▸ **Description of the task**
In the records below, some lines contain "OldestFirst"; state the number of such lines and nothing else.

*** Opening of Supplied information ***

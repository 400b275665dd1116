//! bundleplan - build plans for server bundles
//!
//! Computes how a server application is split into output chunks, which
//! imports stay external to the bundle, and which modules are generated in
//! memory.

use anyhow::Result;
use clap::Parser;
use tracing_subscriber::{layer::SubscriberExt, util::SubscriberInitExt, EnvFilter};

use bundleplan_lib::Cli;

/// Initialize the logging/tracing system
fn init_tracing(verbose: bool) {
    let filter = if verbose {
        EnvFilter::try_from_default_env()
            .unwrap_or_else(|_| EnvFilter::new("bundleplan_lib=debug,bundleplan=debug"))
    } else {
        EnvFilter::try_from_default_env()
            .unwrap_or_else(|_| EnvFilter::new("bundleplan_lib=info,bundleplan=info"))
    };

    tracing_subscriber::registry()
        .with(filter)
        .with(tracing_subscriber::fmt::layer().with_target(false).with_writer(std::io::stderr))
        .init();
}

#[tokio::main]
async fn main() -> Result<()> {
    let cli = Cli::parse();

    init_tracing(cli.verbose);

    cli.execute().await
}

*** Close of Supplied information ***
*** Opening of Supplied information ***

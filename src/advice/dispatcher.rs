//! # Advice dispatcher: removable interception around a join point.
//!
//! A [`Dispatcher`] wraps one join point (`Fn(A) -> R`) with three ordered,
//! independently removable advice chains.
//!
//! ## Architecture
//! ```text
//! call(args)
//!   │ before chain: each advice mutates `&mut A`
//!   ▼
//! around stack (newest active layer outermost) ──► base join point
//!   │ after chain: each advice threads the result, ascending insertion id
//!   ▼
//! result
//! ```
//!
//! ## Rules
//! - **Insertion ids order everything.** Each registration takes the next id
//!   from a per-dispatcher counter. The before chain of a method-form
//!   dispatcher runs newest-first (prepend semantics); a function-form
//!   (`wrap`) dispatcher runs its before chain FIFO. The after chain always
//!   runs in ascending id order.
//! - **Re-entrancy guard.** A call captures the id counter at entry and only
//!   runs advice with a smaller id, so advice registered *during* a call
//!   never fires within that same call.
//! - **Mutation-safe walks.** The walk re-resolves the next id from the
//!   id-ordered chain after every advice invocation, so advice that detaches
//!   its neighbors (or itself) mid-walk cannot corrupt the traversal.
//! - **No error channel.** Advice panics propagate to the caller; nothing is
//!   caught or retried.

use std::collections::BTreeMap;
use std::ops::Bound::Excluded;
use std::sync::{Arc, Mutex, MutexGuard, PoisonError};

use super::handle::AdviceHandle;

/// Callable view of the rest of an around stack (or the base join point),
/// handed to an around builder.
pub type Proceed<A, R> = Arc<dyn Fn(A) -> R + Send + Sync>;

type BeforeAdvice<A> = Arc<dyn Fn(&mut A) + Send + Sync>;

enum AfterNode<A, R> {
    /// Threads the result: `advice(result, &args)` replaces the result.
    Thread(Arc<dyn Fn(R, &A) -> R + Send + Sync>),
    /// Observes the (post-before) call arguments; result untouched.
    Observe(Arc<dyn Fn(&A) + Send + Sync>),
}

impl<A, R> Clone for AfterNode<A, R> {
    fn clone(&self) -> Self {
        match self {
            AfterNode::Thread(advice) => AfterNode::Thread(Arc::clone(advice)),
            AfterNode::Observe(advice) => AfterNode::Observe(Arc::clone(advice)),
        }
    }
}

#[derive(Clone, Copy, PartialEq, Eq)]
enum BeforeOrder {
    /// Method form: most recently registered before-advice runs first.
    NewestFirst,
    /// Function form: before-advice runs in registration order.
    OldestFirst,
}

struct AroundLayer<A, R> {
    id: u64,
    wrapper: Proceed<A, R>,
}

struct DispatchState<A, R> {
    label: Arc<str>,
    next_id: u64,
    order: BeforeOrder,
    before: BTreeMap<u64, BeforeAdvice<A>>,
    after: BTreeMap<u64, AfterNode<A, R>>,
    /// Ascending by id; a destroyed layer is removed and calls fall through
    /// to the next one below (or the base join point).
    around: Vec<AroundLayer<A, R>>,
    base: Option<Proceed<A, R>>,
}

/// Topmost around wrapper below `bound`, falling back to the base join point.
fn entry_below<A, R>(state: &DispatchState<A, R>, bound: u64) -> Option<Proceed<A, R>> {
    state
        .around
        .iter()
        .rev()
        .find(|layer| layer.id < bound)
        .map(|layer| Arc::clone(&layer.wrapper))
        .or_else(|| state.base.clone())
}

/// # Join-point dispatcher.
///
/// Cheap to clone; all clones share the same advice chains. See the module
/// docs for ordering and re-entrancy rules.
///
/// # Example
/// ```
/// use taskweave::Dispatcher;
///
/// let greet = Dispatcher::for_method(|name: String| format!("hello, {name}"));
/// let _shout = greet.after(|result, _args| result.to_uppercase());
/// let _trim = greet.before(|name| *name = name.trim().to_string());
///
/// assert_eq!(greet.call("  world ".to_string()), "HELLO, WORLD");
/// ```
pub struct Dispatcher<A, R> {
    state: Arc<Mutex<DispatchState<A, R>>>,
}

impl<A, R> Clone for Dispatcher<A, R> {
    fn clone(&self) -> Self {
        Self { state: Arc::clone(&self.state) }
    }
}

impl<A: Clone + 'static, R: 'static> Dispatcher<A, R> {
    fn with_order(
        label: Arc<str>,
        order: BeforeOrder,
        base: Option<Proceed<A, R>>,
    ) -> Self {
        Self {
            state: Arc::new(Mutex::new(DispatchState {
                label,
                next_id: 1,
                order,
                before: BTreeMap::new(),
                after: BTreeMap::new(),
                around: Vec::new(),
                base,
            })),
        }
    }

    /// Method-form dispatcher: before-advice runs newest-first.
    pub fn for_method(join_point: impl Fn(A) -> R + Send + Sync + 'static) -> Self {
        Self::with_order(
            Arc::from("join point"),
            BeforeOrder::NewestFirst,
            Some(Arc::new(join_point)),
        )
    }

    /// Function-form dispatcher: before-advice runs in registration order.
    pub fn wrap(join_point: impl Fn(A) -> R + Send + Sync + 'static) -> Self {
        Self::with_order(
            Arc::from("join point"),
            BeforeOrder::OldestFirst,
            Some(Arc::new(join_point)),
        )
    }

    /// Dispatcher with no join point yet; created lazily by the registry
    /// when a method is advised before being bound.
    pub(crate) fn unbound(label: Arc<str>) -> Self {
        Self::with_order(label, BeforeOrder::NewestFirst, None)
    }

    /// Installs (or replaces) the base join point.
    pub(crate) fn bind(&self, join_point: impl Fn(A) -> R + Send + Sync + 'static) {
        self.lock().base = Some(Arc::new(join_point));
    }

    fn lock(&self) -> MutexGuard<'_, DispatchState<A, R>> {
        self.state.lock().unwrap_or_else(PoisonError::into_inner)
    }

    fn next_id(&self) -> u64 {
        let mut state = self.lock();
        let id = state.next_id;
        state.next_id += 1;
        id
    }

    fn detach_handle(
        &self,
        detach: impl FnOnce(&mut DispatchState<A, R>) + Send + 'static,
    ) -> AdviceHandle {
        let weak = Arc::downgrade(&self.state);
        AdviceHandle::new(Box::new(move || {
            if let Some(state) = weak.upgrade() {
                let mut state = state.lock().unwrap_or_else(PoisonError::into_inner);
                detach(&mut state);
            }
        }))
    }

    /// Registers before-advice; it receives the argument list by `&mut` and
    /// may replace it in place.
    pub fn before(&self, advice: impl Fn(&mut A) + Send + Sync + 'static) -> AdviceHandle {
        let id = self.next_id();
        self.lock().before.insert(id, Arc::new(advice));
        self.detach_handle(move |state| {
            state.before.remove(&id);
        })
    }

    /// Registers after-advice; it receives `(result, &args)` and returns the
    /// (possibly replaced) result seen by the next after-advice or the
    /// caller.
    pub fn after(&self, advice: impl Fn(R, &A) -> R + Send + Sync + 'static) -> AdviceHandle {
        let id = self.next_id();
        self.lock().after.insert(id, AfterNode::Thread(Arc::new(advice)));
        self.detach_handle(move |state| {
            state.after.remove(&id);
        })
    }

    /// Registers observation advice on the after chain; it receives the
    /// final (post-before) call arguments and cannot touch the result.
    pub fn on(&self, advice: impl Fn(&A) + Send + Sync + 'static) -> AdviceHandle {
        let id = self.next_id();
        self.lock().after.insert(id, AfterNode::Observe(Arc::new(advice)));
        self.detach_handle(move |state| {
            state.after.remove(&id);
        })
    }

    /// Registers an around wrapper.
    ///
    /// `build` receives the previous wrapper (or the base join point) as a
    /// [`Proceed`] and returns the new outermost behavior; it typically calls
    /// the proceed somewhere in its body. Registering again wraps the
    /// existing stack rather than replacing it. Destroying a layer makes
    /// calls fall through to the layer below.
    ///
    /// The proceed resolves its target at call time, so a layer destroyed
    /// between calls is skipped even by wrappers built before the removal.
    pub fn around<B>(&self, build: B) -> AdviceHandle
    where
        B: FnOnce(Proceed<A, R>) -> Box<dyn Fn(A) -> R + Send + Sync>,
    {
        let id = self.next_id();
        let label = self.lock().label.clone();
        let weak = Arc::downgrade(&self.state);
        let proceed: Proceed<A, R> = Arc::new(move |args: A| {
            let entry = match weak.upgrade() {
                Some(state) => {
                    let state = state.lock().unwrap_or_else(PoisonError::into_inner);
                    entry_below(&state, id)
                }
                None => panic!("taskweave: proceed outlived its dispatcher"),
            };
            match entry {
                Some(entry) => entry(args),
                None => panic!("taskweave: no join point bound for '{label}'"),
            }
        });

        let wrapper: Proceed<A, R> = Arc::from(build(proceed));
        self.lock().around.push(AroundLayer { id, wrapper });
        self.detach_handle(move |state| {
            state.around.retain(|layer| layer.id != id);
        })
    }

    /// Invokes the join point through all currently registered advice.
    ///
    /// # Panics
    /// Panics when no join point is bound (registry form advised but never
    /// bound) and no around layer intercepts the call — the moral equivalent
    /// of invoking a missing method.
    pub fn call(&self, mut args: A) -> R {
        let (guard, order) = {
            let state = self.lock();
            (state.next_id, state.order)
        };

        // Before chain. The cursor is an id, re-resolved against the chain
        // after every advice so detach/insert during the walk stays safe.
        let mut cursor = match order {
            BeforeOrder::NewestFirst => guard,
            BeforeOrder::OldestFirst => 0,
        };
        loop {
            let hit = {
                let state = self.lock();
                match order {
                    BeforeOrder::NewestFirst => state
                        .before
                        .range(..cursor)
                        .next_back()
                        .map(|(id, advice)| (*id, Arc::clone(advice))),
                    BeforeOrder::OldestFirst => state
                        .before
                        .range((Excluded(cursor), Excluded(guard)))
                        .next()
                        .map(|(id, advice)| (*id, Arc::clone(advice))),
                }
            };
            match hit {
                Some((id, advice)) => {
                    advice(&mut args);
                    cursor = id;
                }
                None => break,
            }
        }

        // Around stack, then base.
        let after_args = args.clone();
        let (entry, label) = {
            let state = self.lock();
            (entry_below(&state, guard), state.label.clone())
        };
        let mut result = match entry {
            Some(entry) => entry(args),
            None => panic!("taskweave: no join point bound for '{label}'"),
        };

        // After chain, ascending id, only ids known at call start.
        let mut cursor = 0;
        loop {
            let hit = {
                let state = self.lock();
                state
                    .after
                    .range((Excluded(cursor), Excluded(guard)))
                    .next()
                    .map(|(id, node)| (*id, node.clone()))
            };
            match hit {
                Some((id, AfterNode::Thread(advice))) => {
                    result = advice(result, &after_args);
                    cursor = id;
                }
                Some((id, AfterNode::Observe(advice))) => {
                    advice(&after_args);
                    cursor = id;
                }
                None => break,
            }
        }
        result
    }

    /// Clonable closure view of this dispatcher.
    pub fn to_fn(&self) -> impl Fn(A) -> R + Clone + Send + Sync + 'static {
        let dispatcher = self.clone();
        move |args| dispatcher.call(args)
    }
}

*** Close of Supplied information ***

▸ **Task solution**
4